### WORK REQUEST
Nothing may be dropped or altered: reproduce all the data.

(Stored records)
- Opening Delimiter -
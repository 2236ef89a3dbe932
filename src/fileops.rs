use std::{
    fs::File,
    io::{self, BufRead, BufReader, Write},
    path::Path,
};

use anyhow::{Context, Result, bail};

use crate::parse::split_on;

pub const MAX_CAT_FILES: usize = 4;

const MISSING_FILE: &str = "File does not exist or is not accessible.";

/// Word-count utility (`#filename`): count whitespace-delimited words by
/// scanning the file's bytes.
pub fn count_words(filename: &str) -> Result<()> {
    let filename = filename.trim_start();
    if !Path::new(filename).exists() {
        bail!(MISSING_FILE);
    }
    let file = File::open(filename).context("open in count_words")?;
    let words = count_words_in(BufReader::new(file))?;
    println!("Word count: {words}");
    Ok(())
}

fn count_words_in(mut reader: impl BufRead) -> Result<usize> {
    let mut words = 0;
    let mut in_word = false;
    loop {
        let buf = reader.fill_buf().context("read in count_words")?;
        if buf.is_empty() {
            break;
        }
        for &byte in buf {
            if byte.is_ascii_whitespace() {
                in_word = false;
            } else if !in_word {
                in_word = true;
                words += 1;
            }
        }
        let consumed = buf.len();
        reader.consume(consumed);
    }
    Ok(words)
}

/// Concatenation utility (`a.txt ~ b.txt ...`): every file must carry the
/// `.txt` extension and exist before a single byte is written, then each is
/// streamed to stdout in argument order.
pub fn concatenate(line: &str) -> Result<()> {
    concatenate_to(line, &mut io::stdout())
}

fn concatenate_to(line: &str, out: &mut impl Write) -> Result<()> {
    let files = split_on(line, '~');
    if files.len() > MAX_CAT_FILES {
        bail!("Error: Too many files for concatenation. Maximum is {MAX_CAT_FILES}.");
    }

    for file in &files {
        if !file.ends_with(".txt") {
            bail!("Error: File is not a .txt file.");
        }
        if !Path::new(file).exists() {
            bail!("Error: {MISSING_FILE}");
        }
    }

    for file in &files {
        let mut reader = File::open(file).context("open in concatenate")?;
        io::copy(&mut reader, out).context("write in concatenate")?;
    }
    Ok(())
}

#[cfg(test)]
mod tests {
    use super::*;
    use std::fs;

    #[test]
    fn counts_whitespace_delimited_words() {
        assert_eq!(count_words_in(&b""[..]).unwrap(), 0);
        assert_eq!(count_words_in(&b"one"[..]).unwrap(), 1);
        assert_eq!(count_words_in(&b"  one\ttwo\nthree  "[..]).unwrap(), 3);
        assert_eq!(count_words_in(&b"\n\n\t  \n"[..]).unwrap(), 0);
    }

    #[test]
    fn missing_file_is_reported() {
        let err = count_words("no-such-file-anywhere.txt").unwrap_err();
        assert_eq!(err.to_string(), MISSING_FILE);
    }

    #[test]
    fn concatenates_in_argument_order() {
        let dir = tempfile::tempdir().unwrap();
        let a = dir.path().join("a.txt");
        let b = dir.path().join("b.txt");
        fs::write(&a, "alpha\n").unwrap();
        fs::write(&b, "beta\n").unwrap();

        let mut out: Vec<u8> = Vec::new();
        concatenate_to(&format!("{} ~ {}", a.display(), b.display()), &mut out).unwrap();
        assert_eq!(out, b"alpha\nbeta\n");
    }

    #[test]
    fn rejects_non_txt_before_any_output() {
        let dir = tempfile::tempdir().unwrap();
        let good = dir.path().join("good.txt");
        let bad = dir.path().join("bad.log");
        fs::write(&good, "good\n").unwrap();
        fs::write(&bad, "bad\n").unwrap();

        let mut out: Vec<u8> = Vec::new();
        let err = concatenate_to(&format!("{} ~ {}", good.display(), bad.display()), &mut out)
            .unwrap_err();
        assert!(err.to_string().contains("not a .txt file"));
        assert!(out.is_empty());
    }

    #[test]
    fn rejects_missing_file_before_any_output() {
        let dir = tempfile::tempdir().unwrap();
        let good = dir.path().join("good.txt");
        fs::write(&good, "good\n").unwrap();
        let missing = dir.path().join("missing.txt");

        let mut out: Vec<u8> = Vec::new();
        let err = concatenate_to(&format!("{} ~ {}", good.display(), missing.display()), &mut out)
            .unwrap_err();
        assert!(err.to_string().contains("does not exist"));
        assert!(out.is_empty());
    }

    #[test]
    fn concatenation_cap_is_four() {
        let err = concatenate_to("a.txt ~ b.txt ~ c.txt ~ d.txt ~ e.txt", &mut Vec::<u8>::new())
            .unwrap_err();
        assert!(err.to_string().contains("Too many files"));
    }
}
- Closing Delimiter -
### WRITTEN REPLY
repository 2236ef89a3dbe932
filename src/fileops.rs
use std::{
    fs::File,
    io::{self, BufRead, BufReader, Write},
    path::Path,
};

use anyhow::{Context, Result, bail};

use crate::parse::split_on;

pub const MAX_CAT_FILES: usize = 4;

const MISSING_FILE: &str = "File does not exist or is not accessible.";

/// Word-count utility (`#filename`): count whitespace-delimited words by
/// scanning the file's bytes.
pub fn count_words(filename: &str) -> Result<()> {
    let filename = filename.trim_start();
    if !Path::new(filename).exists() {
        bail!(MISSING_FILE);
    }
    let file = File::open(filename).context("open in count_words")?;
    let words = count_words_in(BufReader::new(file))?;
    println!("Word count: {words}");
    Ok(())
}

fn count_words_in(mut reader: impl BufRead) -> Result<usize> {
    let mut words = 0;
    let mut in_word = false;
    loop {
        let buf = reader.fill_buf().context("read in count_words")?;
        if buf.is_empty() {
            break;
        }
        for &byte in buf {
            if byte.is_ascii_whitespace() {
                in_word = false;
            } else if !in_word {
                in_word = true;
                words += 1;
            }
        }
        let consumed = buf.len();
        reader.consume(consumed);
    }
    Ok(words)
}

/// Concatenation utility (`a.txt ~ b.txt ...`): every file must carry the
/// `.txt` extension and exist before a single byte is written, then each is
/// streamed to stdout in argument order.
pub fn concatenate(line: &str) -> Result<()> {
    concatenate_to(line, &mut io::stdout())
}

fn concatenate_to(line: &str, out: &mut impl Write) -> Result<()> {
    let files = split_on(line, '~');
    if files.len() > MAX_CAT_FILES {
        bail!("Error: Too many files for concatenation. Maximum is {MAX_CAT_FILES}.");
    }

    for file in &files {
        if !file.ends_with(".txt") {
            bail!("Error: File is not a .txt file.");
        }
        if !Path::new(file).exists() {
            bail!("Error: {MISSING_FILE}");
        }
    }

    for file in &files {
        let mut reader = File::open(file).context("open in concatenate")?;
        io::copy(&mut reader, out).context("write in concatenate")?;
    }
    Ok(())
}

#[cfg(test)]
mod tests {
    use super::*;
    use std::fs;

    #[test]
    fn counts_whitespace_delimited_words() {
        assert_eq!(count_words_in(&b""[..]).unwrap(), 0);
        assert_eq!(count_words_in(&b"one"[..]).unwrap(), 1);
        assert_eq!(count_words_in(&b"  one\ttwo\nthree  "[..]).unwrap(), 3);
        assert_eq!(count_words_in(&b"\n\n\t  \n"[..]).unwrap(), 0);
    }

    #[test]
    fn missing_file_is_reported() {
        let err = count_words("no-such-file-anywhere.txt").unwrap_err();
        assert_eq!(err.to_string(), MISSING_FILE);
    }

    #[test]
    fn concatenates_in_argument_order() {
        let dir = tempfile::tempdir().unwrap();
        let a = dir.path().join("a.txt");
        let b = dir.path().join("b.txt");
        fs::write(&a, "alpha\n").unwrap();
        fs::write(&b, "beta\n").unwrap();

        let mut out: Vec<u8> = Vec::new();
        concatenate_to(&format!("{} ~ {}", a.display(), b.display()), &mut out).unwrap();
        assert_eq!(out, b"alpha\nbeta\n");
    }

    #[test]
    fn rejects_non_txt_before_any_output() {
        let dir = tempfile::tempdir().unwrap();
        let good = dir.path().join("good.txt");
        let bad = dir.path().join("bad.log");
        fs::write(&good, "good\n").unwrap();
        fs::write(&bad, "bad\n").unwrap();

        let mut out: Vec<u8> = Vec::new();
        let err = concatenate_to(&format!("{} ~ {}", good.display(), bad.display()), &mut out)
            .unwrap_err();
        assert!(err.to_string().contains("not a .txt file"));
        assert!(out.is_empty());
    }

    #[test]
    fn rejects_missing_file_before_any_output() {
        let dir = tempfile::tempdir().unwrap();
        let good = dir.path().join("good.txt");
        fs::write(&good, "good\n").unwrap();
        let missing = dir.path().join("missing.txt");

        let mut out: Vec<u8> = Vec::new();
        let err = concatenate_to(&format!("{} ~ {}", good.display(), missing.display()), &mut out)
            .unwrap_err();
        assert!(err.to_string().contains("does not exist"));
        assert!(out.is_empty());
    }

    #[test]
    fn concatenation_cap_is_four() {
        let err = concatenate_to("a.txt ~ b.txt ~ c.txt ~ d.txt ~ e.txt", &mut Vec::<u8>::new())
            .unwrap_err();
        assert!(err.to_string().contains("Too many files"));
    }
}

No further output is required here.